COP 23

From November 6-17, representatives from 197 countries gathered in Bonn, Germany to discuss the implementation of the Paris Agreement- a global agreement to reduce greenhouse gas emissions in order to keep warming below 2°C.  I was lucky to attend this important conference.

As an American, I see climate change presented as a debate…divided…two-sided…polarized..no opportunities to surmount the divide.  But the rhetoric surrounding American climate politics does not match the perception climate change in most other countries.

In Europe, climate change is not seen as a partisan issue. People are aware of the threat and most acknowledge the urgency of addressing it with policy responses.
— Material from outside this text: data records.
//! Throughput and latency against the best-ranked speed-test server
//!
//! Server selection follows the provider's own ranking: the first
//! candidates of the server list are pinged and the lowest latency wins.
//! Download and upload are both measured against that server.

use crate::client::{HttpFetcher, HttpRequest, HttpUtils, NetworkClient};
use crate::error::{AppError, ErrorContext, Result};
use crate::models::{ProbePayload, SpeedTestReport, SpeedTestServer};
use crate::orchestrator::{Probe, ProbeContext};
use crate::types::ProbeKind;
use async_trait::async_trait;
use futures::StreamExt;
use serde::Deserialize;
use std::sync::atomic::{AtomicU64, Ordering};
use std::sync::{Arc, Mutex};
use std::time::{Duration, Instant};

/// Candidates from the top of the server list that get pinged
const SELECTION_CANDIDATES: usize = 5;
const LATENCY_SAMPLES: usize = 3;
/// Square image sizes fetched as `random{N}x{N}.jpg`
const DOWNLOAD_SIZES: [u32; 4] = [350, 500, 750, 1000];
const UPLOAD_SIZES: [usize; 3] = [256 * 1024, 512 * 1024, 1024 * 1024];

/// Server picked for a run, with its measured round-trip latency
#[derive(Debug, Clone, PartialEq)]
pub struct SelectedServer {
    pub server: SpeedTestServer,
    pub latency_ms: f64,
}

#[async_trait]
pub trait SpeedTestService: Send + Sync {
    async fn select_best_server(&self, ctx: &ProbeContext) -> Result<SelectedServer>;

    /// Download throughput in Mbit/s
    async fn measure_download(&self, ctx: &ProbeContext, server: &SelectedServer) -> Result<f64>;

    /// Upload throughput in Mbit/s
    async fn measure_upload(&self, ctx: &ProbeContext, server: &SelectedServer) -> Result<f64>;

    /// Latency of the server chosen by the last successful selection
    fn last_latency(&self) -> Option<f64>;
}

/// Bits per second over one million
pub fn mbps(bytes: u64, elapsed: Duration) -> f64 {
    let seconds = elapsed.as_secs_f64();
    if seconds <= 0.0 {
        return 0.0;
    }
    (bytes as f64 * 8.0) / 1_000_000.0 / seconds
}

/// Entry of the speedtest.net server list
#[derive(Debug, Clone, Deserialize)]
struct ServerEntry {
    url: String,
    #[serde(default)]
    name: String,
    #[serde(default)]
    country: String,
    #[serde(default)]
    sponsor: String,
    #[serde(default)]
    host: String,
    #[serde(default)]
    distance: Option<serde_json::Value>,
}

impl From<ServerEntry> for SpeedTestServer {
    fn from(entry: ServerEntry) -> Self {
        let distance_km = match entry.distance {
            Some(serde_json::Value::Number(n)) => n.as_f64(),
            Some(serde_json::Value::String(s)) => s.trim().parse().ok(),
            _ => None,
        };
        Self {
            name: entry.name,
            country: entry.country,
            sponsor: entry.sponsor,
            host: entry.host,
            url: entry.url,
            distance_km,
        }
    }
}

/// speedtest.net-compatible servers over HTTP
pub struct HttpSpeedTestService {
    client: NetworkClient,
    servers_url: String,
    last_latency: Mutex<Option<f64>>,
}

impl HttpSpeedTestService {
    pub fn new(client: NetworkClient, servers_url: String) -> Self {
        Self {
            client,
            servers_url,
            last_latency: Mutex::new(None),
        }
    }

    fn remember_latency(&self, latency_ms: Option<f64>) {
        if let Ok(mut slot) = self.last_latency.lock() {
            *slot = latency_ms;
        }
    }

    async fn server_list(&self, ctx: &ProbeContext) -> Result<Vec<SpeedTestServer>> {
        let client = &self.client;
        let url = self.servers_url.as_str();
        let timeout = ctx.policy.http;
        let body = ctx
            .retry("speed test server list", || client.get_json(url, timeout))
            .await?;
        let entries: Vec<ServerEntry> = serde_json::from_value(body)
            .context("Unexpected server list shape")?;
        Ok(entries.into_iter().map(SpeedTestServer::from).collect())
    }

    /// Mean round trip of `latency.txt`, `None` when every sample failed
    async fn latency(&self, ctx: &ProbeContext, server: &SpeedTestServer) -> Option<f64> {
        let url = HttpUtils::sibling_url(&server.url, "latency.txt").ok()?;
        let mut samples = Vec::with_capacity(LATENCY_SAMPLES);
        for _ in 0..LATENCY_SAMPLES {
            if ctx.cancel.is_cancelled() {
                break;
            }
            let request = HttpRequest::get(url.as_str()).with_timeout(ctx.policy.http);
            if let Ok(response) = self.client.execute(request).await {
                if response.is_success() {
                    samples.push(response.elapsed.as_secs_f64() * 1000.0);
                }
            }
        }
        if samples.is_empty() {
            None
        } else {
            Some(samples.iter().sum::<f64>() / samples.len() as f64)
        }
    }

    async fn download_one(&self, url: &str, counter: &AtomicU64) -> Result<()> {
        let response = self.client.inner().get(url).send().await?.error_for_status()?;
        let mut stream = response.bytes_stream();
        while let Some(chunk) = stream.next().await {
            counter.fetch_add(chunk?.len() as u64, Ordering::Relaxed);
        }
        Ok(())
    }

    async fn upload_one(&self, url: &str, size: usize, timeout: Duration, counter: &AtomicU64) -> Result<()> {
        let mut body = b"content1=".to_vec();
        body.resize(size, b'0');
        let request = HttpRequest::post(url, body)
            .with_timeout(timeout)
            .with_header("Content-Type", "application/x-www-form-urlencoded");
        self.client.execute(request).await?.error_for_status()?;
        counter.fetch_add(size as u64, Ordering::Relaxed);
        Ok(())
    }
}

/// Drive concurrent transfers for at most `window` and turn the byte count into Mbit/s
async fn timed_transfer<F>(ctx: &ProbeContext, window: Duration, counter: &AtomicU64, transfers: F) -> Result<f64>
where
    F: std::future::Future<Output = Vec<Result<()>>>,
{
    let start = Instant::now();
    let outcomes = tokio::select! {
        _ = ctx.cancel.cancelled() => return Err(AppError::cancelled("speed test transfer")),
        outcomes = tokio::time::timeout(window, transfers) => outcomes.ok(),
    };
    let elapsed = start.elapsed();
    let bytes = counter.load(Ordering::Relaxed);

    if bytes == 0 {
        let first_error = outcomes.and_then(|results| results.into_iter().find_map(|r| r.err()));
        return Err(first_error.unwrap_or_else(|| {
            AppError::timeout(format!("No data transferred within {}s", window.as_secs()))
        }));
    }
    Ok(mbps(bytes, elapsed))
}

#[async_trait]
impl SpeedTestService for HttpSpeedTestService {
    async fn select_best_server(&self, ctx: &ProbeContext) -> Result<SelectedServer> {
        self.remember_latency(None);
        let servers = self.server_list(ctx).await?;
        if servers.is_empty() {
            return Err(AppError::unavailable("Speed test server list is empty"));
        }
        ctx.checkpoint()?;

        let candidates: Vec<SpeedTestServer> = servers.into_iter().take(SELECTION_CANDIDATES).collect();
        let latencies = futures::future::join_all(candidates.iter().map(|server| self.latency(ctx, server))).await;
        ctx.checkpoint()?;

        let attempted = candidates.len();
        let selected = candidates
            .into_iter()
            .zip(latencies)
            .filter_map(|(server, latency)| latency.map(|latency_ms| SelectedServer { server, latency_ms }))
            .min_by(|a, b| a.latency_ms.total_cmp(&b.latency_ms))
            .ok_or(AppError::ProvidersExhausted { attempted })?;
        self.remember_latency(Some(selected.latency_ms));
        Ok(selected)
    }

    async fn measure_download(&self, ctx: &ProbeContext, server: &SelectedServer) -> Result<f64> {
        let urls = DOWNLOAD_SIZES
            .iter()
            .map(|size| HttpUtils::sibling_url(&server.server.url, &format!("random{0}x{0}.jpg", size)))
            .collect::<Result<Vec<_>>>()?;

        let counter = AtomicU64::new(0);
        let transfers = futures::future::join_all(urls.iter().map(|url| self.download_one(url, &counter)));
        timed_transfer(ctx, ctx.policy.transfer, &counter, transfers).await
    }

    async fn measure_upload(&self, ctx: &ProbeContext, server: &SelectedServer) -> Result<f64> {
        let url = server.server.url.as_str();
        let counter = AtomicU64::new(0);
        let timeout = ctx.policy.transfer;
        let transfers = futures::future::join_all(
            UPLOAD_SIZES
                .iter()
                .map(|&size| self.upload_one(url, size, timeout, &counter)),
        );
        timed_transfer(ctx, timeout, &counter, transfers).await
    }

    fn last_latency(&self) -> Option<f64> {
        self.last_latency.lock().ok().and_then(|slot| *slot)
    }
}

pub struct SpeedTestProbe {
    service: Arc<dyn SpeedTestService>,
}

impl SpeedTestProbe {
    pub fn new(service: Arc<dyn SpeedTestService>) -> Self {
        Self { service }
    }
}

#[async_trait]
impl Probe for SpeedTestProbe {
    fn kind(&self) -> ProbeKind {
        ProbeKind::SpeedTest
    }

    async fn run(&self, ctx: &ProbeContext) -> Result<ProbePayload> {
        ctx.checkpoint()?;
        ctx.progress("selecting server");
        let selected = self.service.select_best_server(ctx).await?;
        ctx.logger
            .info(&format!(
                "Selected {} ({}) at {:.1}ms",
                selected.server.name, selected.server.sponsor, selected.latency_ms
            ))
            .correlation_id(&ctx.correlation_id)
            .field("host", &selected.server.host)
            .log()
            .await;

        ctx.checkpoint()?;
        ctx.progress("testing download");
        let download_mbps = self.service.measure_download(ctx, &selected).await?;

        ctx.checkpoint()?;
        ctx.progress("testing upload");
        let upload_mbps = self.service.measure_upload(ctx, &selected).await?;

        ctx.progress("done");
        Ok(ProbePayload::SpeedTest(SpeedTestReport {
            server: selected.server,
            download_mbps,
            upload_mbps,
            ping_ms: self.service.last_latency().unwrap_or(selected.latency_ms),
        }))
    }
}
An analysis co-authored by Anthony Lieserowitz of Yale’s Program on Climate Communication found that about 40 percent of adults worldwide have never heard of climate change.  This rises to more than 65 percent in some developing countries, like Egypt, Bangladesh, and India. In contrast, 90% of the public is aware in North America, Europe, and Japan, but sometimes they still don’t take personal action.

 I knew that the understanding of climate change and perception of risk differs across cultures and countries. So, while I was in Bonn, I took the opportunity to analyze how national identity affects the perception of climate change and how orientation toward climate action might vary between countries.

I sought answers to the following questions:

  • How does the average person in the country perceive climate change?
  • What influences citizens to take climate action?
  • What are some examples of innovative local solutions?

The exploration that followed provided unique insight into the global experience of climate change.

In developing nations (see: Africa, Pacific Islands, India, Latin America), citizens feel the effects of climate change in their daily lives, whether or not they are aware of the phenomenon of climate change. The level of personal experience with climate change affects people’s motivation to take action.

Ultimately, I found that media, education level, personal experience/local effects, and level of climate literacy affect peoples’ perceptions of climate change as well as their support for climate action.

The narrative of global climate activists highlighted by my blogs sounds a compelling call to action for disengaged or concerned Americans who are doing nothing to reduce the effects of climate change.  In the face of federal inaction, it is more crucial than ever to take a stand and promote climate solutions in your own community.